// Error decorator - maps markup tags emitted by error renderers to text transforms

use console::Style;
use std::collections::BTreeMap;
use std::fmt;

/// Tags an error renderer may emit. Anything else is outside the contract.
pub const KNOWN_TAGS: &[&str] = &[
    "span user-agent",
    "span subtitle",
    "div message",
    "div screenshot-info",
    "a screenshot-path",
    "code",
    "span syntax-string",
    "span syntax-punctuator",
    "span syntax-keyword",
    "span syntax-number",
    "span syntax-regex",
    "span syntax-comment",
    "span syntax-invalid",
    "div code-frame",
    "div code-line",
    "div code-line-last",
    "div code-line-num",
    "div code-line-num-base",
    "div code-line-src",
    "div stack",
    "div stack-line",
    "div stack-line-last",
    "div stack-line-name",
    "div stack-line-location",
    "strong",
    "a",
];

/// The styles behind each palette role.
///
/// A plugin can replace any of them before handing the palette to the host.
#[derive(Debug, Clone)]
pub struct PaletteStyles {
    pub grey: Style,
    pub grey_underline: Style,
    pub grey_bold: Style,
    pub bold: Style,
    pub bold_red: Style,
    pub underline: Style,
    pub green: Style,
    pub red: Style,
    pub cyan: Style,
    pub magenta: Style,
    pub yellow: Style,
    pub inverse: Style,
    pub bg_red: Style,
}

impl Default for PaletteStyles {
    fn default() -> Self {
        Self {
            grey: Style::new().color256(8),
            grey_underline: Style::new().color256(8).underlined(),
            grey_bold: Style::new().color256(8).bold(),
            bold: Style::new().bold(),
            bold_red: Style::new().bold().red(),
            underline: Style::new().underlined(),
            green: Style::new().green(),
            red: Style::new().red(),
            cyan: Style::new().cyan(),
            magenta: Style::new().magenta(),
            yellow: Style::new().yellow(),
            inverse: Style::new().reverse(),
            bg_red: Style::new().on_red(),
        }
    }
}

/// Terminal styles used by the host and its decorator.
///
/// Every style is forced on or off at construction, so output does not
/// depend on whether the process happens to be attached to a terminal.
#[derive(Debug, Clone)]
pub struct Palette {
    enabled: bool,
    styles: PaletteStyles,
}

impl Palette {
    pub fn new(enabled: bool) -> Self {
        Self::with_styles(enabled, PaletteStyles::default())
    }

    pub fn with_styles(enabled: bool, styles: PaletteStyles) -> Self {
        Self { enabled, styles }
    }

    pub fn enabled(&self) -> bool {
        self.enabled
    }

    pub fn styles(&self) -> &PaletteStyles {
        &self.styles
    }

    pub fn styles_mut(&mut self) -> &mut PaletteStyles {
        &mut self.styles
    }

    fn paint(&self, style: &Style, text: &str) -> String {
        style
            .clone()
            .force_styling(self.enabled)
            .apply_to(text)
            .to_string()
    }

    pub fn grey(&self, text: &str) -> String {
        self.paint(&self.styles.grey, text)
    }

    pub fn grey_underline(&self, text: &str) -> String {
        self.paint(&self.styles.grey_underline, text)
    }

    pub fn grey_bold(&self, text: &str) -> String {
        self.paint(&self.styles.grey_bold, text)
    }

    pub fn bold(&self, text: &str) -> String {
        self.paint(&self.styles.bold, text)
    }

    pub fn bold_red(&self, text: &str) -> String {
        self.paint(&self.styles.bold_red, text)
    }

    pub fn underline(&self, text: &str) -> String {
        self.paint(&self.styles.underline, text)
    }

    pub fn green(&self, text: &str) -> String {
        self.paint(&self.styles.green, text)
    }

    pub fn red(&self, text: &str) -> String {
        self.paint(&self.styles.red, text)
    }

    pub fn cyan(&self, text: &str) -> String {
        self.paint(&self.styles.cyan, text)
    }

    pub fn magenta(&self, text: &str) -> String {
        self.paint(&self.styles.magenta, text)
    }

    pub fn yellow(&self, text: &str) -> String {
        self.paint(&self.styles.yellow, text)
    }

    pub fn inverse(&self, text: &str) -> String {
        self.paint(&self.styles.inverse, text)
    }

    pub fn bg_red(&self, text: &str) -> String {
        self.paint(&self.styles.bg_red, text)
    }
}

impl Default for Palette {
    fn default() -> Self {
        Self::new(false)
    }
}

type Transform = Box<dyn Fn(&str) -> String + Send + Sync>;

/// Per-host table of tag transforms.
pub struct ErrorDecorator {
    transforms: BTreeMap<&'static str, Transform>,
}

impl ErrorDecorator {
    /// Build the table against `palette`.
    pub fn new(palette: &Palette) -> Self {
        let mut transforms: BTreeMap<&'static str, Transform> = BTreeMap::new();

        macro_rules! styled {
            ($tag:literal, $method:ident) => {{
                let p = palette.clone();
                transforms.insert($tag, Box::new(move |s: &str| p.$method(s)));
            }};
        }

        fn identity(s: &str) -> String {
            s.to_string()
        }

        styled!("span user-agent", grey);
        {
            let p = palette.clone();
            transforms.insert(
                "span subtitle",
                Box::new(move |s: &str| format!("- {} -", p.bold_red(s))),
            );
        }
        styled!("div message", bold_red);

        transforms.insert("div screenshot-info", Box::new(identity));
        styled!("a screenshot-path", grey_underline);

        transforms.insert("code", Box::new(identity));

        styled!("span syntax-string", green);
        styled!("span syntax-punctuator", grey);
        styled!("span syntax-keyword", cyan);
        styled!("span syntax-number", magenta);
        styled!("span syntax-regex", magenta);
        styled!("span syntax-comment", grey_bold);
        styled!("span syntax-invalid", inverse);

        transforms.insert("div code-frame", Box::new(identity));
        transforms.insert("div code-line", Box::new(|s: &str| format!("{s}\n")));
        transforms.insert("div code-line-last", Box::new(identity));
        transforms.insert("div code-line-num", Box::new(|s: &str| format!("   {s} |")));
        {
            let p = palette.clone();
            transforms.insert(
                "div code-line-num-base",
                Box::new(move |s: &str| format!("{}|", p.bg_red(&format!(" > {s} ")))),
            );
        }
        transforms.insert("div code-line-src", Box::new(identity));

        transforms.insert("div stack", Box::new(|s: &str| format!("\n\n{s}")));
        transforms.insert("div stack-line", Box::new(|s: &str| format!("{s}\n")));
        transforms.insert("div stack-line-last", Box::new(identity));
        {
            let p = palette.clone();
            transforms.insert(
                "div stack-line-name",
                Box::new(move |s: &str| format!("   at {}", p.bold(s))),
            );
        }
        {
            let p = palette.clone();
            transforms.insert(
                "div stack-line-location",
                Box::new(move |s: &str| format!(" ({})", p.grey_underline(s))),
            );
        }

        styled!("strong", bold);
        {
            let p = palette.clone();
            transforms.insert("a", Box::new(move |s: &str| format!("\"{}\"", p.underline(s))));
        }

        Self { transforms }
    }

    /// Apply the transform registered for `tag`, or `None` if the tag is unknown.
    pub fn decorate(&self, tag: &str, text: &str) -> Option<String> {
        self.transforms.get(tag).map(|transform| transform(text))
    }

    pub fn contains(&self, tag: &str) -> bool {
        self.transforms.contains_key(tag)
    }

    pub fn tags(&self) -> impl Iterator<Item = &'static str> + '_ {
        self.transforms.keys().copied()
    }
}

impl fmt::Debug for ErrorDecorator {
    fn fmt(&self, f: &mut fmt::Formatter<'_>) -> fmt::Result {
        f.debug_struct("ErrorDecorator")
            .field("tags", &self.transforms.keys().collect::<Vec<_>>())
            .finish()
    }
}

*Exercise requirements*
Every entry shown earlier is to be returned exactly, line for line.

*Output for this exercise*
// Error decorator - maps markup tags emitted by error renderers to text transforms

use console::Style;
use std::collections::BTreeMap;
use std::fmt;

/// Tags an error renderer may emit. Anything else is outside the contract.
pub const KNOWN_TAGS: &[&str] = &[
    "span user-agent",
    "span subtitle",
    "div message",
    "div screenshot-info",
    "a screenshot-path",
    "code",
    "span syntax-string",
    "span syntax-punctuator",
    "span syntax-keyword",
    "span syntax-number",
    "span syntax-regex",
    "span syntax-comment",
    "span syntax-invalid",
    "div code-frame",
    "div code-line",
    "div code-line-last",
    "div code-line-num",
    "div code-line-num-base",
    "div code-line-src",
    "div stack",
    "div stack-line",
    "div stack-line-last",
    "div stack-line-name",
    "div stack-line-location",
    "strong",
    "a",
];

/// The styles behind each palette role.
///
/// A plugin can replace any of them before handing the palette to the host.
#[derive(Debug, Clone)]
pub struct PaletteStyles {
    pub grey: Style,
    pub grey_underline: Style,
    pub grey_bold: Style,
    pub bold: Style,
    pub bold_red: Style,
    pub underline: Style,
    pub green: Style,
    pub red: Style,
    pub cyan: Style,
    pub magenta: Style,
    pub yellow: Style,
    pub inverse: Style,
    pub bg_red: Style,
}

impl Default for PaletteStyles {
    fn default() -> Self {
        Self {
            grey: Style::new().color256(8),
            grey_underline: Style::new().color256(8).underlined(),
            grey_bold: Style::new().color256(8).bold(),
            bold: Style::new().bold(),
            bold_red: Style::new().bold().red(),
            underline: Style::new().underlined(),
            green: Style::new().green(),
            red: Style::new().red(),
            cyan: Style::new().cyan(),
            magenta: Style::new().magenta(),
            yellow: Style::new().yellow(),
            inverse: Style::new().reverse(),
            bg_red: Style::new().on_red(),
        }
    }
}

/// Terminal styles used by the host and its decorator.
///
/// Every style is forced on or off at construction, so output does not
/// depend on whether the process happens to be attached to a terminal.
#[derive(Debug, Clone)]
pub struct Palette {
    enabled: bool,
    styles: PaletteStyles,
}

impl Palette {
    pub fn new(enabled: bool) -> Self {
        Self::with_styles(enabled, PaletteStyles::default())
    }

    pub fn with_styles(enabled: bool, styles: PaletteStyles) -> Self {
        Self { enabled, styles }
    }

    pub fn enabled(&self) -> bool {
        self.enabled
    }

    pub fn styles(&self) -> &PaletteStyles {
        &self.styles
    }

    pub fn styles_mut(&mut self) -> &mut PaletteStyles {
        &mut self.styles
    }

    fn paint(&self, style: &Style, text: &str) -> String {
        style
            .clone()
            .force_styling(self.enabled)
            .apply_to(text)
            .to_string()
    }

    pub fn grey(&self, text: &str) -> String {
        self.paint(&self.styles.grey, text)
    }

    pub fn grey_underline(&self, text: &str) -> String {
        self.paint(&self.styles.grey_underline, text)
    }

    pub fn grey_bold(&self, text: &str) -> String {
        self.paint(&self.styles.grey_bold, text)
    }

    pub fn bold(&self, text: &str) -> String {
        self.paint(&self.styles.bold, text)
    }

    pub fn bold_red(&self, text: &str) -> String {
        self.paint(&self.styles.bold_red, text)
    }

    pub fn underline(&self, text: &str) -> String {
        self.paint(&self.styles.underline, text)
    }

    pub fn green(&self, text: &str) -> String {
        self.paint(&self.styles.green, text)
    }

    pub fn red(&self, text: &str) -> String {
        self.paint(&self.styles.red, text)
    }

    pub fn cyan(&self, text: &str) -> String {
        self.paint(&self.styles.cyan, text)
    }

    pub fn magenta(&self, text: &str) -> String {
        self.paint(&self.styles.magenta, text)
    }

    pub fn yellow(&self, text: &str) -> String {
        self.paint(&self.styles.yellow, text)
    }

    pub fn inverse(&self, text: &str) -> String {
        self.paint(&self.styles.inverse, text)
    }

    pub fn bg_red(&self, text: &str) -> String {
        self.paint(&self.styles.bg_red, text)
    }
}

impl Default for Palette {
    fn default() -> Self {
        Self::new(false)
    }
}

type Transform = Box<dyn Fn(&str) -> String + Send + Sync>;

/// Per-host table of tag transforms.
pub struct ErrorDecorator {
    transforms: BTreeMap<&'static str, Transform>,
}

impl ErrorDecorator {
    /// Build the table against `palette`.
    pub fn new(palette: &Palette) -> Self {
        let mut transforms: BTreeMap<&'static str, Transform> = BTreeMap::new();

        macro_rules! styled {
            ($tag:literal, $method:ident) => {{
                let p = palette.clone();
                transforms.insert($tag, Box::new(move |s: &str| p.$method(s)));
            }};
        }

        fn identity(s: &str) -> String {
            s.to_string()
        }

        styled!("span user-agent", grey);
        {
            let p = palette.clone();
            transforms.insert(
                "span subtitle",
                Box::new(move |s: &str| format!("- {} -", p.bold_red(s))),
            );
        }
        styled!("div message", bold_red);

        transforms.insert("div screenshot-info", Box::new(identity));
        styled!("a screenshot-path", grey_underline);

        transforms.insert("code", Box::new(identity));

        styled!("span syntax-string", green);
        styled!("span syntax-punctuator", grey);
        styled!("span syntax-keyword", cyan);
        styled!("span syntax-number", magenta);
        styled!("span syntax-regex", magenta);
        styled!("span syntax-comment", grey_bold);
        styled!("span syntax-invalid", inverse);

        transforms.insert("div code-frame", Box::new(identity));
        transforms.insert("div code-line", Box::new(|s: &str| format!("{s}\n")));
        transforms.insert("div code-line-last", Box::new(identity));
        transforms.insert("div code-line-num", Box::new(|s: &str| format!("   {s} |")));
        {
            let p = palette.clone();
            transforms.insert(
                "div code-line-num-base",
                Box::new(move |s: &str| format!("{}|", p.bg_red(&format!(" > {s} ")))),
            );
        }
        transforms.insert("div code-line-src", Box::new(identity));

        transforms.insert("div stack", Box::new(|s: &str| format!("\n\n{s}")));
        transforms.insert("div stack-line", Box::new(|s: &str| format!("{s}\n")));
        transforms.insert("div stack-line-last", Box::new(identity));
        {
            let p = palette.clone();
            transforms.insert(
                "div stack-line-name",
                Box::new(move |s: &str| format!("   at {}", p.bold(s))),
            );
        }
        {
            let p = palette.clone();
            transforms.insert(
                "div stack-line-location",
                Box::new(move |s: &str| format!(" ({})", p.grey_underline(s))),
            );
        }

        styled!("strong", bold);
        {
            let p = palette.clone();
            transforms.insert("a", Box::new(move |s: &str| format!("\"{}\"", p.underline(s))));
        }

        Self { transforms }
    }

    /// Apply the transform registered for `tag`, or `None` if the tag is unknown.
    pub fn decorate(&self, tag: &str, text: &str) -> Option<String> {
        self.transforms.get(tag).map(|transform| transform(text))
    }

    pub fn contains(&self, tag: &str) -> bool {
        self.transforms.contains_key(tag)
    }

    pub fn tags(&self) -> impl Iterator<Item = &'static str> + '_ {
        self.transforms.keys().copied()
    }
}

impl fmt::Debug for ErrorDecorator {
    fn fmt(&self, f: &mut fmt::Formatter<'_>) -> fmt::Result {
        f.debug_struct("ErrorDecorator")
            .field("tags", &self.transforms.keys().collect::<Vec<_>>())
            .finish()
    }
}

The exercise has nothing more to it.